- **Work required**
From the entries below, extract every line that includes the word "DecodeErrorHandler".

Records provided START

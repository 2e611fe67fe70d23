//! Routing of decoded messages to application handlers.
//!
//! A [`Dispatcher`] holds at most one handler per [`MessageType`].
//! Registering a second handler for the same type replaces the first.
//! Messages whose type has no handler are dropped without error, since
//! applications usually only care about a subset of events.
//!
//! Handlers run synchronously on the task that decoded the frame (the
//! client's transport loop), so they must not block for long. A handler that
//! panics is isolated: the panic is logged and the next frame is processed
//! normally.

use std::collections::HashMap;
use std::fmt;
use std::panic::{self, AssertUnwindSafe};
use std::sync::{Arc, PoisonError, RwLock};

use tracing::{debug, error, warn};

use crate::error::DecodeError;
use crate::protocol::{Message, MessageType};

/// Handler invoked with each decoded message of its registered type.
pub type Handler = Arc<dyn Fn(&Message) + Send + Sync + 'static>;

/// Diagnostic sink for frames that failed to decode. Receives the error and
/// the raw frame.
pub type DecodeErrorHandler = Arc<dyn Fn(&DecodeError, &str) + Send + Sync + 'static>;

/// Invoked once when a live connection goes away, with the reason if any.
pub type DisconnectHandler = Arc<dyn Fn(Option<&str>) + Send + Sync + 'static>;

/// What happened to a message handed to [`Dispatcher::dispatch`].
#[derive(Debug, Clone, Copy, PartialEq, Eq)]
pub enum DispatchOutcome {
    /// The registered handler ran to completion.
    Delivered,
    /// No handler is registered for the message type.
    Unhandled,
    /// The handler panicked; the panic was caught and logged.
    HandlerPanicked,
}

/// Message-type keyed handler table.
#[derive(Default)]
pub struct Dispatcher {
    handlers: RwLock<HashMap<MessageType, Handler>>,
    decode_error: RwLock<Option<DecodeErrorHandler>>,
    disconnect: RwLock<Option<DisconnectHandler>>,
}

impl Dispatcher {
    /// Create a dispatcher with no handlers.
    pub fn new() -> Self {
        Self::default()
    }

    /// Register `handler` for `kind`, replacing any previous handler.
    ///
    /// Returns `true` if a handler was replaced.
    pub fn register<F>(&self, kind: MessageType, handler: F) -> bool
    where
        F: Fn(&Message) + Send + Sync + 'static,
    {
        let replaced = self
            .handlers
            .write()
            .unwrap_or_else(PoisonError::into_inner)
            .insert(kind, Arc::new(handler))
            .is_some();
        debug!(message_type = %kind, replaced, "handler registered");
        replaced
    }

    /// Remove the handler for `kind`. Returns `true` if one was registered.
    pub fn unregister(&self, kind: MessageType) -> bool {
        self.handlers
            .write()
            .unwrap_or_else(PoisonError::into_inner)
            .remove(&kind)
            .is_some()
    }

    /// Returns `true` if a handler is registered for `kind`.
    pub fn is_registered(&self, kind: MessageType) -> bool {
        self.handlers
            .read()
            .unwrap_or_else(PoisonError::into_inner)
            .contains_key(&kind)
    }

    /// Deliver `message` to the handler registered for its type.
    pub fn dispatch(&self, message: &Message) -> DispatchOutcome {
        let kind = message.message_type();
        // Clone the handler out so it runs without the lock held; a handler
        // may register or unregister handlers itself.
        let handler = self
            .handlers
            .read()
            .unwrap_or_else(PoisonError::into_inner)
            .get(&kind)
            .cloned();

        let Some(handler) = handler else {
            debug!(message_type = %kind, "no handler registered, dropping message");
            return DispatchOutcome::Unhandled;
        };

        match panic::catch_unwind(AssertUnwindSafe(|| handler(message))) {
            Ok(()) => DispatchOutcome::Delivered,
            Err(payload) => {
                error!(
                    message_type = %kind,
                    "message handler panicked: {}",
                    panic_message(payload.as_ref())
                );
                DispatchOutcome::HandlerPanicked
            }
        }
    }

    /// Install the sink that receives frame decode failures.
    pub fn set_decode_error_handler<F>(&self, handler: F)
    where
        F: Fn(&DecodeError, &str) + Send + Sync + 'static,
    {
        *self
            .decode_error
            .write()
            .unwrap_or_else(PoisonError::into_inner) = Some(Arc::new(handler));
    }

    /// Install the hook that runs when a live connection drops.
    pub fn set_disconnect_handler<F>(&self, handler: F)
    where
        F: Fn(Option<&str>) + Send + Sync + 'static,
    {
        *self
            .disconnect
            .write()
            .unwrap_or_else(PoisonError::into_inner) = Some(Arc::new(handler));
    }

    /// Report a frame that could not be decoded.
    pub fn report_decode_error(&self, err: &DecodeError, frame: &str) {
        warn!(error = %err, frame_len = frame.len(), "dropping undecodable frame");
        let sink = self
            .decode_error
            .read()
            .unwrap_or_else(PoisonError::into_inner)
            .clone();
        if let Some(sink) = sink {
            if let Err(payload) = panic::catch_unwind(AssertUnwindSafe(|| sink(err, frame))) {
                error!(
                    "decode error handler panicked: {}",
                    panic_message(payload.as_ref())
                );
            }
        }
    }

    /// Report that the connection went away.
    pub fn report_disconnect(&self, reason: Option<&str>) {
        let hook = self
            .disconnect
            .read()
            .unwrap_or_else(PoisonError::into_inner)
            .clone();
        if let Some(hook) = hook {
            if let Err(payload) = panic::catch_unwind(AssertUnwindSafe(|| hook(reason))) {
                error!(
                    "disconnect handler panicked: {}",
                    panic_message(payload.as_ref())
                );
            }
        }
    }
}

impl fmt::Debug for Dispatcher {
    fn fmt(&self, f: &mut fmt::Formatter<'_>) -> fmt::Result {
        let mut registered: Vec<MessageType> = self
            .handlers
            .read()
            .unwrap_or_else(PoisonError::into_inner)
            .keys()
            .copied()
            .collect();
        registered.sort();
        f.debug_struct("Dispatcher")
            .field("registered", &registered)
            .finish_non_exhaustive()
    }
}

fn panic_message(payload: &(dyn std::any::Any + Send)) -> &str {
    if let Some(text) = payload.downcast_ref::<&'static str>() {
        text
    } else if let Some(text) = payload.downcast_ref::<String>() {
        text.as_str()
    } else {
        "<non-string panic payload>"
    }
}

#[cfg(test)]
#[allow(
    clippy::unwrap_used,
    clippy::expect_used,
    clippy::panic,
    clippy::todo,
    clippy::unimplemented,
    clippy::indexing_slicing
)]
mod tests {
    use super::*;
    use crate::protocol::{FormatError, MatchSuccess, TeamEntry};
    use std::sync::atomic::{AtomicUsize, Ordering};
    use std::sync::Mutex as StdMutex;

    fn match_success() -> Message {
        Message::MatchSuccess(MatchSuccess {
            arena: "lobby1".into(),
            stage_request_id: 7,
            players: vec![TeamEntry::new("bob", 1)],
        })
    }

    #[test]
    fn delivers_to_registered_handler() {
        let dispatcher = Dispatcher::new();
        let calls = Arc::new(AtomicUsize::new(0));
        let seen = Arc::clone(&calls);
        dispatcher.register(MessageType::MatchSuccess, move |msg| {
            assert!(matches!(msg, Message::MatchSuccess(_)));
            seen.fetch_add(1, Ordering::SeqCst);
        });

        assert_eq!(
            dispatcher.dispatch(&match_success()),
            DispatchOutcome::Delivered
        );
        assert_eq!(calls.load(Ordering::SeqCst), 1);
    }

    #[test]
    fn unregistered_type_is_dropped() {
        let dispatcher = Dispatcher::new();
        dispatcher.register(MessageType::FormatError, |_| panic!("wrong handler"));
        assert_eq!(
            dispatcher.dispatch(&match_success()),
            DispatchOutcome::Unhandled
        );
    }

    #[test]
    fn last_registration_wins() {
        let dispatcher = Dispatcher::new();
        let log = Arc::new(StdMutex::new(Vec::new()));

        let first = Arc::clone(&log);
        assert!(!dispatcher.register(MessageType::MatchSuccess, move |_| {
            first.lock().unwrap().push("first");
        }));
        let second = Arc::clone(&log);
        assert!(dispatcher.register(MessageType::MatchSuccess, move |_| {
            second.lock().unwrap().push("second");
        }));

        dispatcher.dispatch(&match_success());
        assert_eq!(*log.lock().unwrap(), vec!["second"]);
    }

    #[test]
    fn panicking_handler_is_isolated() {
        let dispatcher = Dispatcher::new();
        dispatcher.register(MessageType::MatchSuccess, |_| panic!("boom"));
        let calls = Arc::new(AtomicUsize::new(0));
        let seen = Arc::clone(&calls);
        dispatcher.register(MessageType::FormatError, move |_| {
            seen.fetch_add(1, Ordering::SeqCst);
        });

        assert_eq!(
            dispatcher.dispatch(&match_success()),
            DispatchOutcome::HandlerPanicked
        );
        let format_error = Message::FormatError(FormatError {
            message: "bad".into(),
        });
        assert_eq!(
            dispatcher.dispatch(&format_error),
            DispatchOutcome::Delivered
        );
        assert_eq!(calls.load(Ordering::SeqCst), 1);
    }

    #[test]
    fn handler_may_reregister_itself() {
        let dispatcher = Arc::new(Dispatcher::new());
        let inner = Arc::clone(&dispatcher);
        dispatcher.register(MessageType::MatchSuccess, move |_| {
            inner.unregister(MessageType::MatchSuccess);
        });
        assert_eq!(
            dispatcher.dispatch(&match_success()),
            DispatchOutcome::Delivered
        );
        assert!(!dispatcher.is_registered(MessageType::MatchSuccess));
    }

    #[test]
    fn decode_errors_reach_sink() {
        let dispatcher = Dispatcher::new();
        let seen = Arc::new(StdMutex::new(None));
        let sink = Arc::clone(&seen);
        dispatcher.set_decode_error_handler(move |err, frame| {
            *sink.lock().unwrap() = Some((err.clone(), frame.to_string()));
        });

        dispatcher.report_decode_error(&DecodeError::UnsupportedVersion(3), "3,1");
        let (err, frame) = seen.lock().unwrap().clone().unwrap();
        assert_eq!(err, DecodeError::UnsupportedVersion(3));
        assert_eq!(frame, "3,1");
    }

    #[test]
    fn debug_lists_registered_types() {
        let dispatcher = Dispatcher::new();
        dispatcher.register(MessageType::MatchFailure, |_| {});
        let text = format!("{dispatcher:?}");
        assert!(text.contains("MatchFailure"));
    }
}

Records provided END
Records provided START

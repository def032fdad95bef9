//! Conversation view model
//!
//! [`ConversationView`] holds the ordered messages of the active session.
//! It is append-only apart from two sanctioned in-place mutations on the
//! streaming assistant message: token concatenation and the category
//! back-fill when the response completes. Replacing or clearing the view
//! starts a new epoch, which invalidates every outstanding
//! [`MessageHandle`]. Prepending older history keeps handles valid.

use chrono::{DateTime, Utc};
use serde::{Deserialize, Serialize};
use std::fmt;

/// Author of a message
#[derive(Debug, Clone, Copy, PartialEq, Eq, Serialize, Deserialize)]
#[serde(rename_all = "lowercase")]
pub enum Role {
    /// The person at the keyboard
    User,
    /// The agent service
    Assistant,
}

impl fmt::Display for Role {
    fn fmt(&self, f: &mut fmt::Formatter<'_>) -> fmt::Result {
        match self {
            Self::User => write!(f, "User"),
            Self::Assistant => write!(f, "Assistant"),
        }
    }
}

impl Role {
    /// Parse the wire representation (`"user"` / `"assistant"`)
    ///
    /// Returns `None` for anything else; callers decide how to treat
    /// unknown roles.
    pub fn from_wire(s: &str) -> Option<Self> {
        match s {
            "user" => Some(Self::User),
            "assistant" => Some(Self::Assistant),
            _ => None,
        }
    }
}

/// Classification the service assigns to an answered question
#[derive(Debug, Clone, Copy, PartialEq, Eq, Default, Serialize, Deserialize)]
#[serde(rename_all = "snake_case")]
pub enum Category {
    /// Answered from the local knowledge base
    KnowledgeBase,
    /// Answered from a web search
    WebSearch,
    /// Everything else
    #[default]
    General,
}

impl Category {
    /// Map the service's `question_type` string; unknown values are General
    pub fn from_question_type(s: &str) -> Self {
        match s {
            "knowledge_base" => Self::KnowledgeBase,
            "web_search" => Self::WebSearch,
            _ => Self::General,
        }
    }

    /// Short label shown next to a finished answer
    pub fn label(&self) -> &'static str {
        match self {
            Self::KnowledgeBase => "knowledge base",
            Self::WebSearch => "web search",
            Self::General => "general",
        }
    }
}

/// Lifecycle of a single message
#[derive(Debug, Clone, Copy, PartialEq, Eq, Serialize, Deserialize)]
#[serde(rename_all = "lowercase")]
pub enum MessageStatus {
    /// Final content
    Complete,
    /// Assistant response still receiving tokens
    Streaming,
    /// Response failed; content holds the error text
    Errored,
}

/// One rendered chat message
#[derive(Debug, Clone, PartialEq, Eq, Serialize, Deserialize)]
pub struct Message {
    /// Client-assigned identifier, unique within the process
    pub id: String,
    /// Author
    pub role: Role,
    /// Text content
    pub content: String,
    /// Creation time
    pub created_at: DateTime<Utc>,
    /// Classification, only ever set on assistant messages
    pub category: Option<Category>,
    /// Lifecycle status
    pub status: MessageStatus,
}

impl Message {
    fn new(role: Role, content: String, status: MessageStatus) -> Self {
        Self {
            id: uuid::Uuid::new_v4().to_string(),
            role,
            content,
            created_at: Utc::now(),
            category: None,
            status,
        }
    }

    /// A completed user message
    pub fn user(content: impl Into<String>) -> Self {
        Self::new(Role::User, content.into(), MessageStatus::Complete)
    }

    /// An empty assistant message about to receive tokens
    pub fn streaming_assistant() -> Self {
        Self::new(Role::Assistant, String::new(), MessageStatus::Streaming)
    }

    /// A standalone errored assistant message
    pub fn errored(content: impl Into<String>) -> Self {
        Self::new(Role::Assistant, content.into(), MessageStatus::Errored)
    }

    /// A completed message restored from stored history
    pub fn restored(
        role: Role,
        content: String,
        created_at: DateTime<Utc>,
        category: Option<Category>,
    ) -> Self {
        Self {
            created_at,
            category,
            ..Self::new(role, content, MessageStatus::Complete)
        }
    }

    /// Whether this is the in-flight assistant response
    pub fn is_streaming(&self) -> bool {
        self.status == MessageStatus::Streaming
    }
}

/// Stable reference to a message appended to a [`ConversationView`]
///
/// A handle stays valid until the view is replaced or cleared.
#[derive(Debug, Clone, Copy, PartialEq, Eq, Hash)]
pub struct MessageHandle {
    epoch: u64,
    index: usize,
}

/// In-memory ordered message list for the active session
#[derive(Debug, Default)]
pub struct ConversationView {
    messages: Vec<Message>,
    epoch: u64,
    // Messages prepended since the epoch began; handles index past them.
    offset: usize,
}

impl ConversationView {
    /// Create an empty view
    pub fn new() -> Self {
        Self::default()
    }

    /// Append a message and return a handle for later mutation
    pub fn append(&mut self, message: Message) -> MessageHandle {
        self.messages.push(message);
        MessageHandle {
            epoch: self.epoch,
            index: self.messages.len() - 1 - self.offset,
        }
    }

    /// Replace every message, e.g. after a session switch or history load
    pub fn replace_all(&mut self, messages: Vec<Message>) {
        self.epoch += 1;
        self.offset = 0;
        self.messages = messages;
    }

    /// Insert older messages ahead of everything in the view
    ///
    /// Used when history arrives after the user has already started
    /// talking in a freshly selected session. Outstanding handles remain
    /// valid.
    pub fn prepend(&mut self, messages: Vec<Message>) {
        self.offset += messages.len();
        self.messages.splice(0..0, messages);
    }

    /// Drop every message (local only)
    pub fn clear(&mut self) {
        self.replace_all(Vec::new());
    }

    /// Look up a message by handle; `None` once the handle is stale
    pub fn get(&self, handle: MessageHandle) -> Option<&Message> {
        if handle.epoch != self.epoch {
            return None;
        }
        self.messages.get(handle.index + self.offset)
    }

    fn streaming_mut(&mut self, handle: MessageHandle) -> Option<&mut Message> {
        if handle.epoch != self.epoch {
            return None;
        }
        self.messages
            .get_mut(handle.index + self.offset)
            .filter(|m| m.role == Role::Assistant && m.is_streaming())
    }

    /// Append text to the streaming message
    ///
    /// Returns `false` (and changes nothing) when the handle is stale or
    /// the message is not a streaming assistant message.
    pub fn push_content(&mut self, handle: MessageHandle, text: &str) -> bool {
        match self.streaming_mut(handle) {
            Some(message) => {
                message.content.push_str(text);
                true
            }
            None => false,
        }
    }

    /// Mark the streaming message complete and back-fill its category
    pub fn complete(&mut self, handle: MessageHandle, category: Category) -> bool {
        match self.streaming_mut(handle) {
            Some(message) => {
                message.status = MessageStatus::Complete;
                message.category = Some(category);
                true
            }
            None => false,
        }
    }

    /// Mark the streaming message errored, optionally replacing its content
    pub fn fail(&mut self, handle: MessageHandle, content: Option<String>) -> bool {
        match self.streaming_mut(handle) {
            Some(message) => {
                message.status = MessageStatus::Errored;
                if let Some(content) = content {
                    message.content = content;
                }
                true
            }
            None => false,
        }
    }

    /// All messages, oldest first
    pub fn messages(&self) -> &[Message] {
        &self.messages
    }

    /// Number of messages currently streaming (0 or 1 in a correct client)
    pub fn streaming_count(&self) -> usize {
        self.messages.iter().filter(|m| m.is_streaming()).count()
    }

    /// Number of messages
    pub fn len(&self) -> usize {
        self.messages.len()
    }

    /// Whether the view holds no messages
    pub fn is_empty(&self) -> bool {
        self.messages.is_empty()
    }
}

Records provided END
Records provided START

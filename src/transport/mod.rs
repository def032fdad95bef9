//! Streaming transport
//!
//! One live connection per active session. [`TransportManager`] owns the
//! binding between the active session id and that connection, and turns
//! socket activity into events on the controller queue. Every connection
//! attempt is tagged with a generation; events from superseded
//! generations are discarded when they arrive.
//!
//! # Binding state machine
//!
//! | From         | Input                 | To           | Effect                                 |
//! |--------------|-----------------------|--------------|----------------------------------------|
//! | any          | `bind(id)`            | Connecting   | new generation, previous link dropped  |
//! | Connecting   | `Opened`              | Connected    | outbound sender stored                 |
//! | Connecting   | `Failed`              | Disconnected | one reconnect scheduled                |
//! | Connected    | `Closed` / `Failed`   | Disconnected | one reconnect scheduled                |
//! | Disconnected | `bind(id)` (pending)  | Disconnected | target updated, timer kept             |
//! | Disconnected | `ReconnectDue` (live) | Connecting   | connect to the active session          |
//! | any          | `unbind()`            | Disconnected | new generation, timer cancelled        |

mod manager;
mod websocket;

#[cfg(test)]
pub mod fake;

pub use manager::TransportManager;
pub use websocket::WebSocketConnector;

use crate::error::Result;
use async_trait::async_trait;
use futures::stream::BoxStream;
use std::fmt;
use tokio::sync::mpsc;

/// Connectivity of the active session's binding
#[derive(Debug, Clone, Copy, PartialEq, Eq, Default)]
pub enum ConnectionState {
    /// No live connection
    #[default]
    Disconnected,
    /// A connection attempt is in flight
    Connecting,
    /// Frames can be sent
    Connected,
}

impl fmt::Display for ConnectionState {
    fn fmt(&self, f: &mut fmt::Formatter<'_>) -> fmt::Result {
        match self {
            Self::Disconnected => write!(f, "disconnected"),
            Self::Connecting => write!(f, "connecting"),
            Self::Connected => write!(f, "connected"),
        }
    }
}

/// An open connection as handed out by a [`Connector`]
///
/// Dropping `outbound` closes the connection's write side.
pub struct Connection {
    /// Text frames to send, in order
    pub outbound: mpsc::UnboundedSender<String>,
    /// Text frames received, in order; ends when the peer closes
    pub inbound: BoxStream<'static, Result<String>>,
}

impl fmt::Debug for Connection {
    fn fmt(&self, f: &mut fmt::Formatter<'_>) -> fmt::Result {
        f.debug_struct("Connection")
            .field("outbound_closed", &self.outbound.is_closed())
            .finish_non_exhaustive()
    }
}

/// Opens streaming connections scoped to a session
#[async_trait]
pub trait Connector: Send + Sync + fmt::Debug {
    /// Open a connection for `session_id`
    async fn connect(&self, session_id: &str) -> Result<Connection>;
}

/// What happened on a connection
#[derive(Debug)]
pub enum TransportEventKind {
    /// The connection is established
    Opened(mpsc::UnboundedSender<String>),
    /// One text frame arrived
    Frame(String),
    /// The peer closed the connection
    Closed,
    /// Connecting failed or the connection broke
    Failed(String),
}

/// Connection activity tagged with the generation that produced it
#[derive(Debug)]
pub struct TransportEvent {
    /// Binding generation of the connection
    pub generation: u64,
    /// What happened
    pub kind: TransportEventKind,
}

Records provided END

- **Output of the task**
pub type DecodeErrorHandler = Arc<dyn Fn(&DecodeError, &str) + Send + Sync + 'static>;
    decode_error: RwLock<Option<DecodeErrorHandler>>,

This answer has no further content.